Flooding in Angola and Namibia

flooding-in-angola-and-namibia

Heavy rains continued falling throughout parts of southern Africa in mid- and late March 2011. The United Nations Office for the Coordination of Humanitarian Affairs (OCHA) described flood-affected districts extending from Angola and Mozambique southward to South Africa. Across northern Namibia, nearly 5,000 people were forced to evacuate. Flood waters damaged both crops and infrastructure.

Evidence of the unusually heavy precipitation appeared in and around Etosha Pan, a large salt lake just south of the Namibia-Angola border. The Moderate Resolution Imaging Spectroradiometer (MODIS) on NASA’s Terra satellite acquired these images of Etosha Pan and the impermanent water bodies north of it on March 20, 2011 (torap), and March 17, 2010 (bottom).

These images use a combination of infrared and visible light to increase the contrast between water and land. Water varies in color from electric blue to navy. Vegetation appears bright green. Bare ground appears pink-beige. Clouds appear sky blue, and often cast shadows onto the land surface below.

The image from 2011 shows a much more richly vegetated landscape, evidenced by darker shades of green. More standing water also appears on the landscape. In 2010, water channels extending toward Etosha Pan are nearly dry. A year later, they are filled with water. Etosha Pan itself holds more water in 2011, as do many of the smaller lakes in the north and west.

The widespread precipitation experienced in March 2011 is unusual for this region, even though rainy season may last from November to April. The area is generally arid, so when sufficient rains fill regional water bodies, they become life sustaining to local wildlife.
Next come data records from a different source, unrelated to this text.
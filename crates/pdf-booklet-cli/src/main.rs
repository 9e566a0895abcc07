mod page_range;

use anyhow::{Context, Result, bail};
use clap::{Args, Parser, Subcommand};
use pdf_booklet::filter::{self, FilterParams};
use pdf_booklet::{ImpositionConfig, Orientation, SheetSide};
use std::collections::BTreeSet;
use std::path::{Path, PathBuf};

#[derive(Parser)]
#[command(name = "pdfb", about = "Booklet page ordering tools", version)]
struct Cli {
    /// Enable debug logging (overridden by RUST_LOG)
    #[arg(short, long, global = true)]
    verbose: bool,

    #[command(subcommand)]
    command: Commands,
}

#[derive(Subcommand)]
enum Commands {
    /// Print the booklet print order of a set of pages
    Order {
        #[command(flatten)]
        booklet: BookletArgs,

        /// Pages to order, e.g. "1-4,7,9-12"
        #[arg(short, long, required_unless_present = "input")]
        pages: Option<String>,

        /// Take the pages from a PDF (restricted by --pages if given)
        #[arg(short, long)]
        input: Option<PathBuf>,

        /// Print one sheet face per line
        #[arg(long)]
        by_sheet: bool,
    },

    /// Show sheet and signature statistics
    Stats {
        #[command(flatten)]
        booklet: BookletArgs,

        /// Number of pages
        #[arg(short, long, required_unless_present = "input", conflicts_with = "input")]
        count: Option<usize>,

        /// Count the pages of a PDF
        #[arg(short, long)]
        input: Option<PathBuf>,
    },

    /// Run a stream filter over a file
    Filter {
        #[command(subcommand)]
        action: FilterAction,
    },
}

#[derive(Args)]
struct BookletArgs {
    /// Pages per sheet side (2, 4, 6 or 8)
    #[arg(short, long, default_value = "4")]
    nup: usize,

    /// Booklet descriptor, e.g. "papersize:A5L, btype:booklet, binding:short"
    #[arg(short, long, default_value = "")]
    desc: String,
}

impl BookletArgs {
    fn resolve(&self) -> Result<ImpositionConfig> {
        pdf_booklet::resolve(self.nup, &self.desc, None)
            .with_context(|| format!("invalid booklet descriptor {:?}", self.desc))
    }
}

#[derive(Subcommand)]
enum FilterAction {
    /// Compress a file
    Encode(FilterArgs),
    /// Decompress a file
    Decode(FilterArgs),
}

#[derive(Args)]
struct FilterArgs {
    /// Filter name (LZWDecode or FlateDecode)
    #[arg(long)]
    name: String,

    /// Input file
    #[arg(short, long)]
    input: PathBuf,

    /// Output file
    #[arg(short, long)]
    output: PathBuf,

    /// Integer filter parameter, e.g. EarlyChange=0 (repeatable)
    #[arg(long = "param", value_parser = parse_param)]
    params: Vec<(String, i64)>,
}

fn parse_param(s: &str) -> Result<(String, i64), String> {
    let (key, value) = s
        .split_once('=')
        .ok_or_else(|| format!("expected Key=Value, got '{s}'"))?;
    let value = value
        .trim()
        .parse()
        .map_err(|_| format!("parameter {key} must be an integer, got '{value}'"))?;
    Ok((key.trim().to_string(), value))
}

#[tokio::main]
async fn main() -> Result<()> {
    let cli = Cli::parse();

    let default_level = if cli.verbose { "debug" } else { "warn" };
    env_logger::Builder::from_env(env_logger::Env::default().default_filter_or(default_level))
        .init();

    match cli.command {
        Commands::Order {
            booklet,
            pages,
            input,
            by_sheet,
        } => {
            let config = booklet.resolve()?;
            let pages = select_pages(pages.as_deref(), input.as_deref()).await?;
            let slots = pdf_booklet::impose(pages, &config)?;

            if by_sheet {
                for face in pdf_booklet::faces(&slots) {
                    let side = match face[0].face {
                        SheetSide::Front => "front",
                        SheetSide::Back => "back",
                    };
                    println!(
                        "signature {} sheet {} {side}: {}",
                        face[0].signature_index + 1,
                        face[0].sheet_index + 1,
                        join(face.iter().map(|slot| slot.source))
                    );
                }
            } else {
                println!("{}", join(slots.iter().map(|slot| slot.source)));
            }
        }

        Commands::Stats {
            booklet,
            count,
            input,
        } => {
            let config = booklet.resolve()?;
            let count = match (count, input) {
                (Some(count), _) => count,
                (None, Some(path)) => load_pages(&path).await?.len(),
                (None, None) => bail!("either --count or --input is required"),
            };

            let stats = pdf_booklet::calculate_statistics(count, &config)?;
            println!("Booklet Statistics ({:?} {}-up):", config.style, config.nup);
            println!("  Sheet: {}", sheet_description(&config));
            println!("  Source pages: {}", stats.source_pages);
            println!("  Blank pages added: {}", stats.blank_pages_added);
            println!("  Output sheets: {}", stats.output_sheets);
            println!("  Output pages: {}", stats.output_pages);
            println!("  Signatures: {}", stats.signatures);
            if stats.signatures > 1 {
                println!("  Sheets per signature: {:?}", stats.sheets_per_signature);
            }
        }

        Commands::Filter { action } => {
            let (encoding, args) = match action {
                FilterAction::Encode(args) => (true, args),
                FilterAction::Decode(args) => (false, args),
            };
            run_filter(encoding, args).await?;
        }
    }

    Ok(())
}

async fn load_pages(path: &Path) -> Result<BTreeSet<u32>> {
    pdf_booklet::load_page_numbers(path)
        .await
        .with_context(|| format!("failed to read {}", path.display()))
}

async fn select_pages(range: Option<&str>, input: Option<&Path>) -> Result<BTreeSet<u32>> {
    let document_pages = match input {
        Some(path) => Some(load_pages(path).await?),
        None => None,
    };

    match (range, document_pages) {
        (Some(range), document) => {
            let page_count = document.map(|pages| pages.len() as u32);
            page_range::parse_page_range(range, page_count)
                .map_err(|e| anyhow::anyhow!(e))
                .with_context(|| format!("invalid page range {range:?}"))
        }
        (None, Some(pages)) => Ok(pages),
        (None, None) => bail!("either --pages or --input is required"),
    }
}

async fn run_filter(encoding: bool, args: FilterArgs) -> Result<()> {
    let params: FilterParams = args.params.into_iter().collect();
    let data = tokio::fs::read(&args.input)
        .await
        .with_context(|| format!("failed to read {}", args.input.display()))?;

    let output = if encoding {
        filter::encode(&args.name, &params, &data)?
    } else {
        filter::decode(&args.name, &params, &data)?
    };

    tokio::fs::write(&args.output, &output)
        .await
        .with_context(|| format!("failed to write {}", args.output.display()))?;
    println!(
        "{} {} bytes → {} bytes ({})",
        if encoding { "Encoded" } else { "Decoded" },
        data.len(),
        output.len(),
        args.output.display()
    );
    Ok(())
}

/// Output sheet size, e.g. "A5 landscape (210 x 148 mm)"
fn sheet_description(config: &ImpositionConfig) -> String {
    let paper = config.paper_format();
    let (width, height) = paper.dimensions_mm();
    let orientation = match paper.orientation {
        Orientation::Portrait => "portrait",
        Orientation::Landscape => "landscape",
    };
    format!("{} {orientation} ({width} x {height} mm)", paper.size)
}

fn join<T: std::fmt::Display>(items: impl Iterator<Item = T>) -> String {
    items.map(|item| item.to_string()).collect::<Vec<_>>().join(" ")
}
Unusually heavy precipitation affected other areas along the western coast of southern Africa. By late February 2011, the Kuiseb River, lying midway between the northern and southern borders of Namibia, received enough precipitation to reach the Atlantic Ocean for the first time since 1963. (Earth Observatory)

This image shows numerous sand dunes that have migrated past the Kuiseb and now border on Walvis Bay. By washing out accumulated sand, flash floods on the river generally prevent dunes from migrating past it — when flash floods occur.
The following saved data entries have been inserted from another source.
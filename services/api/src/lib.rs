mod cli;
mod commands;
mod infra;
mod routes;
mod server;

use proposal_eval::error::AppError;

pub async fn run() -> Result<(), AppError> {
    cli::run().await
}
The cold Benguela Current flowing along the Atlantic Coast prevents much precipitation from moving inland, leaving the Namib Desert parched. Persistently dry conditions allow dunes to continue northward when there is no flowing water in their way.
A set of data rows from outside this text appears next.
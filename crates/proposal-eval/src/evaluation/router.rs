use std::sync::Arc;

use axum::{
    extract::{Path, State},
    http::StatusCode,
    response::{IntoResponse, Response},
    routing::{get, post},
    Router,
};
use serde::Deserialize;
use serde_json::json;

use super::external::CompletionTransport;
use super::service::{EvaluationRequest, EvaluationServiceError, ProposalEvaluationService};
use crate::credentials::{CredentialStore, CredentialStoreError};

#[derive(Debug, Deserialize)]
pub struct CredentialPayload {
    pub credential: String,
}

/// Router builder exposing evaluation and credential endpoints.
pub fn evaluation_router<S, T>(service: Arc<ProposalEvaluationService<S, T>>) -> Router
where
    S: CredentialStore + 'static,
    T: CompletionTransport + 'static,
{
    Router::new()
        .route("/api/v1/evaluations", post(evaluate_handler::<S, T>))
        .route(
            "/api/v1/credentials/:service",
            get(credential_status_handler::<S, T>).put(save_credential_handler::<S, T>),
        )
        .with_state(service)
}

pub(crate) async fn evaluate_handler<S, T>(
    State(service): State<Arc<ProposalEvaluationService<S, T>>>,
    axum::Json(request): axum::Json<EvaluationRequest>,
) -> Response
where
    S: CredentialStore + 'static,
    T: CompletionTransport + 'static,
{
    match service.evaluate(request).await {
        Ok(report) => (StatusCode::OK, axum::Json(report)).into_response(),
        Err(EvaluationServiceError::Batch(error)) => {
            let payload = json!({ "error": error.to_string() });
            (StatusCode::BAD_REQUEST, axum::Json(payload)).into_response()
        }
        Err(EvaluationServiceError::Weights(error)) => {
            let payload = json!({ "error": error.to_string() });
            (StatusCode::UNPROCESSABLE_ENTITY, axum::Json(payload)).into_response()
        }
        Err(other) => {
            let payload = json!({ "error": other.to_string() });
            (StatusCode::INTERNAL_SERVER_ERROR, axum::Json(payload)).into_response()
        }
    }
}

pub(crate) async fn save_credential_handler<S, T>(
    State(service): State<Arc<ProposalEvaluationService<S, T>>>,
    Path(service_id): Path<String>,
    axum::Json(payload): axum::Json<CredentialPayload>,
) -> Response
where
    S: CredentialStore + 'static,
    T: CompletionTransport + 'static,
{
    match service.save_credential(&service_id, &payload.credential).await {
        Ok(()) => StatusCode::NO_CONTENT.into_response(),
        Err(EvaluationServiceError::Credentials(CredentialStoreError::EmptyCredential)) => {
            let payload = json!({ "error": "credential cannot be empty" });
            (StatusCode::UNPROCESSABLE_ENTITY, axum::Json(payload)).into_response()
        }
        Err(other) => {
            let payload = json!({ "error": other.to_string() });
            (StatusCode::INTERNAL_SERVER_ERROR, axum::Json(payload)).into_response()
        }
    }
}

pub(crate) async fn credential_status_handler<S, T>(
    State(service): State<Arc<ProposalEvaluationService<S, T>>>,
    Path(service_id): Path<String>,
) -> Response
where
    S: CredentialStore + 'static,
    T: CompletionTransport + 'static,
{
    match service.credential_configured(&service_id).await {
        Ok(configured) => {
            let payload = json!({ "service": service_id, "configured": configured });
            (StatusCode::OK, axum::Json(payload)).into_response()
        }
        Err(other) => {
            let payload = json!({ "error": other.to_string() });
            (StatusCode::INTERNAL_SERVER_ERROR, axum::Json(payload)).into_response()
        }
    }
}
Human activity also has affected the river’s path, according to a NASA statement. A flood in 1963 caused major damage to Walvis Bay, and the subsequent construction of an embankment has blocked the Kuiseb River channel and caused the river to lose direction. Later floods pushed the river into an area of impermanent wetlands, but conditions were too dry to enable the Kuiseb to reach all the way to the Atlantic Ocean until 2011. The pool of water nearest the coast snakes northward to the bay, almost touching the salt works. (OurAmazingPlanet)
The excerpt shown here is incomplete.